Elas constituem a documentação mais abrangente até o momento sobre o funcionamento do Tren de Aragua, a notória organização designada por Donald Trump como um "grupo terrorista estrangeiro". Uma investigação de promotores chilenos, que resultou em pesadas sentenças para 34 pessoas em março e o envio de dez líderes do Tren de Aragua para a prisão por um total de 300 anos este mês, contrasta com as deportações em massa de membros acusados por Trump de participar da gangue.

Enquanto os apoiadores do presidente americano comemoram as expulsões, investigadores veem oportunidades perdidas de reunir evidências para erradicar a rede criminosa que ganhou impulso na região, à medida que a migração da Venezuela aumentou e a demanda global por cocaína se espalha.

"Os EUA estão cortando a ponta do iceberg", disse Daniel Brunner, presidente da empresa de segurança Brunner Sierra Group e ex-agente do FBI. "Eles não estão olhando como o grupo opera."

As máfias transnacionais alimentaram uma onda de crimes em países que antes eram pacíficos, como o Chile, e consolidaram o poder em outros, como Honduras e Peru. Os grupos se infiltraram nas burocracias estatais, paralisaram as forças da lei e comprometeram a estabilidade regional. O avanço coloca à prova as democracias da América Latina. "Não se trata da corrupção típica envolvendo dinheiro em envelopes", disse o ex-ministro do Interior peruano Ruben Vargas. "São criminosos exercendo poder dentro do sistema político."

O Chile, uma das nações mais seguras e ricas da América Latina, está entre as menos corruptas, segundo a ONG Transparência Internacional, o que dá às autoridades uma vantagem na luta contra esse tipo de crime organizado.

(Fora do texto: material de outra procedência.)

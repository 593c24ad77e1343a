//! SSH certificate authority.
//!
//! Generates and holds custody of the CA keypair, and signs user public keys
//! into short-lived OpenSSH certificates. The private key lives only in the
//! secrets store under `ssh-ca/<name>/private_key`; the public half and the
//! signing policy (allowed principals, validity ceiling, serial counter)
//! live in the relational store.
//!
//! Certificates follow standard OpenSSH semantics
//! (`ssh-rsa-cert-v01@openssh.com`): agents cache the CA public key at
//! enrollment and accept any unexpired certificate chaining to it whose
//! principals contain the connecting username.

#![forbid(unsafe_code)]
#![warn(missing_docs)]
#![warn(clippy::all)]
#![warn(clippy::pedantic)]

pub mod error;

use std::sync::Arc;

use chrono::{DateTime, Utc};
use ssh_key::certificate::{Builder as CertBuilder, CertType};
use ssh_key::private::{KeypairData, RsaKeypair};
use ssh_key::rand_core::OsRng;
use ssh_key::{LineEnding, PrivateKey, PublicKey};

use gough_secrets::{SecretMap, SecretsBackend};
use gough_store::{CaKind, SshCaConfig, Store};

pub use error::{CaError, Result};

/// Default certificate validity: one hour.
pub const DEFAULT_VALIDITY_SECONDS: u64 = 3600;

/// Hard ceiling on certificate validity: eight hours.
pub const MAX_VALIDITY_SECONDS: u64 = 28_800;

/// CA key size in bits.
pub const CA_KEY_SIZE: usize = 4096;

const PRIVATE_KEY_FIELD: &str = "private_key_pem";

/// Advisory certificate extension carrying the brokered session id.
///
/// Unknown extensions are ignored by standard OpenSSH validators, so
/// certificates remain usable with stock sshd; gough agents read it to
/// attribute PTY sessions.
pub const SESSION_ID_EXTENSION: &str = "session-id@gough.dev";

/// The permit-* extensions a standard user certificate carries.
const STANDARD_EXTENSIONS: [&str; 5] = [
    "permit-X11-forwarding",
    "permit-agent-forwarding",
    "permit-port-forwarding",
    "permit-pty",
    "permit-user-rc",
];

/// The SSH certificate authority.
pub struct CertificateAuthority<S: Store> {
    store: Arc<S>,
    secrets: Arc<dyn SecretsBackend>,
}

impl<S: Store> CertificateAuthority<S> {
    /// Create a CA handle over the given store and secrets backend.
    #[must_use]
    pub fn new(store: Arc<S>, secrets: Arc<dyn SecretsBackend>) -> Self {
        Self { store, secrets }
    }

    /// Initialize a new user CA if none is active, returning the active CA.
    ///
    /// # Errors
    ///
    /// Returns an error if key generation, the secrets write, or the store
    /// write fails.
    pub async fn ensure_initialized(
        &self,
        name: &str,
        allowed_principals: Vec<String>,
    ) -> Result<SshCaConfig> {
        if let Some(ca) = self.store.active_user_ca()? {
            return Ok(ca);
        }
        tracing::info!(name, "no active user CA, initializing");
        self.initialize(name, allowed_principals, CA_KEY_SIZE).await
    }

    /// Generate a fresh RSA CA keypair and activate it.
    ///
    /// Any previously active user CA is retained inactive so agents holding
    /// both public keys keep accepting unexpired certificates.
    ///
    /// # Errors
    ///
    /// Returns an error if key generation, the secrets write, or the store
    /// write fails.
    pub async fn initialize(
        &self,
        name: &str,
        allowed_principals: Vec<String>,
        key_size: usize,
    ) -> Result<SshCaConfig> {
        tracing::info!(name, key_size, "generating SSH CA keypair");

        let keypair = RsaKeypair::random(&mut OsRng, key_size)?;
        let private_key = PrivateKey::new(KeypairData::Rsa(keypair), format!("gough-ca-{name}"))?;
        let public_key = private_key.public_key().to_openssh()?;
        let private_pem = private_key.to_openssh(LineEnding::LF)?;

        let private_key_ref = format!("ssh-ca/{name}/private_key");
        let mut secret = SecretMap::new();
        secret.insert(
            PRIVATE_KEY_FIELD.to_string(),
            serde_json::Value::String(private_pem.to_string()),
        );
        self.secrets.set(&private_key_ref, secret).await?;

        let ca = SshCaConfig {
            name: name.to_string(),
            kind: CaKind::User,
            public_key,
            private_key_ref,
            default_validity_s: DEFAULT_VALIDITY_SECONDS,
            max_validity_s: MAX_VALIDITY_SECONDS,
            allowed_principals,
            serial: 0,
            active: true,
            created_at: Utc::now(),
        };
        self.store.put_ca_config(&ca)?;

        tracing::info!(name, "SSH CA initialized");
        Ok(ca)
    }

    /// The active user CA's public key in OpenSSH format.
    ///
    /// # Errors
    ///
    /// Returns [`CaError::NoActiveCa`] if no user CA is active.
    pub fn public_key(&self) -> Result<String> {
        Ok(self.active_ca()?.public_key)
    }

    /// The active user CA row.
    ///
    /// # Errors
    ///
    /// Returns [`CaError::NoActiveCa`] if no user CA is active.
    pub fn active_ca(&self) -> Result<SshCaConfig> {
        self.store.active_user_ca()?.ok_or(CaError::NoActiveCa)
    }

    /// Sign a user public key into an OpenSSH certificate.
    ///
    /// `principals` must be a non-empty subset of the CA's allowed
    /// principals, and `validity_s` may not exceed the CA ceiling. The CA
    /// serial is durably incremented before the certificate is returned.
    ///
    /// # Errors
    ///
    /// Returns [`CaError::EmptyPrincipals`], [`CaError::InvalidPrincipal`],
    /// or [`CaError::ValidityTooLong`] on policy violations;
    /// [`CaError::MissingPrivateKey`] when the secrets store no longer holds
    /// the key material.
    pub async fn sign(
        &self,
        public_key: &str,
        principals: &[String],
        validity_s: u64,
        key_id: &str,
    ) -> Result<String> {
        self.sign_session(public_key, principals, validity_s, key_id, None)
            .await
    }

    /// Sign a user public key, embedding the brokered session id as an
    /// advisory extension so agents can attribute the connection.
    ///
    /// # Errors
    ///
    /// As [`CertificateAuthority::sign`].
    pub async fn sign_session(
        &self,
        public_key: &str,
        principals: &[String],
        validity_s: u64,
        key_id: &str,
        session_id: Option<&str>,
    ) -> Result<String> {
        let ca = self.active_ca()?;

        if principals.is_empty() {
            return Err(CaError::EmptyPrincipals);
        }
        for principal in principals {
            if !ca.allowed_principals.iter().any(|p| p == principal) {
                return Err(CaError::InvalidPrincipal(principal.clone()));
            }
        }
        if validity_s > ca.max_validity_s {
            return Err(CaError::ValidityTooLong {
                requested: validity_s,
                max: ca.max_validity_s,
            });
        }

        let user_key = PublicKey::from_openssh(public_key)
            .map_err(|e| CaError::InvalidPublicKey(e.to_string()))?;

        let signing_key = self.load_private_key(&ca).await?;

        // The serial must be durable before the certificate leaves the CA.
        let serial = self.store.next_ca_serial(&ca.name)?;

        #[allow(clippy::cast_sign_loss)]
        let valid_after = Utc::now().timestamp() as u64;
        let valid_before = valid_after + validity_s;

        let mut builder = CertBuilder::new_with_random_nonce(
            &mut OsRng,
            user_key.key_data().clone(),
            valid_after,
            valid_before,
        )?;
        builder.serial(serial)?;
        builder.key_id(key_id)?;
        builder.cert_type(CertType::User)?;
        for principal in principals {
            builder.valid_principal(principal.clone())?;
        }
        for extension in STANDARD_EXTENSIONS {
            builder.extension(extension, "")?;
        }
        if let Some(session_id) = session_id {
            builder.extension(SESSION_ID_EXTENSION, session_id)?;
        }

        let certificate = builder.sign(&signing_key)?;

        tracing::info!(
            key_id,
            serial,
            validity_s,
            principals = ?principals,
            "signed SSH certificate"
        );

        Ok(certificate.to_openssh()?)
    }

    async fn load_private_key(&self, ca: &SshCaConfig) -> Result<PrivateKey> {
        let secret = self.secrets.get(&ca.private_key_ref).await.map_err(|e| {
            if matches!(e, gough_secrets::SecretsError::NotFound(_)) {
                CaError::MissingPrivateKey(ca.private_key_ref.clone())
            } else {
                CaError::Secrets(e)
            }
        })?;

        let pem = secret
            .get(PRIVATE_KEY_FIELD)
            .and_then(serde_json::Value::as_str)
            .ok_or_else(|| CaError::MissingPrivateKey(ca.private_key_ref.clone()))?;

        Ok(PrivateKey::from_openssh(pem)?)
    }
}

/// Generate a certificate key id: `<user_email>@<resource_id>-<unix_ts>`.
///
/// The format is deterministic so audit events can be correlated with the
/// certificates that produced them.
#[must_use]
pub fn generate_key_id(user_email: &str, resource_id: &str, now: DateTime<Utc>) -> String {
    format!("{user_email}@{resource_id}-{}", now.timestamp())
}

Mas, sem experiência, o país foi pego de surpresa quando sequestros, esquartejamentos e outros crimes hediondos transformaram a sociedade. Agora, especialistas apontam Arica como um exemplo nos esforços para combater a gangue.

Falso modelo

Enquanto alguns veem a repressão do presidente de El Salvador, Nayib Bukele, como modelo, críticos veem um estado policial autoritário que ignorou o devido processo legal. "Processos criminais, inteligência financeira, proteção de testemunhas e cooperação com outros países, é isso o que desmantela redes criminosas", disse Pablo Zeballos, consultor de segurança chileno e ex-oficial de inteligência.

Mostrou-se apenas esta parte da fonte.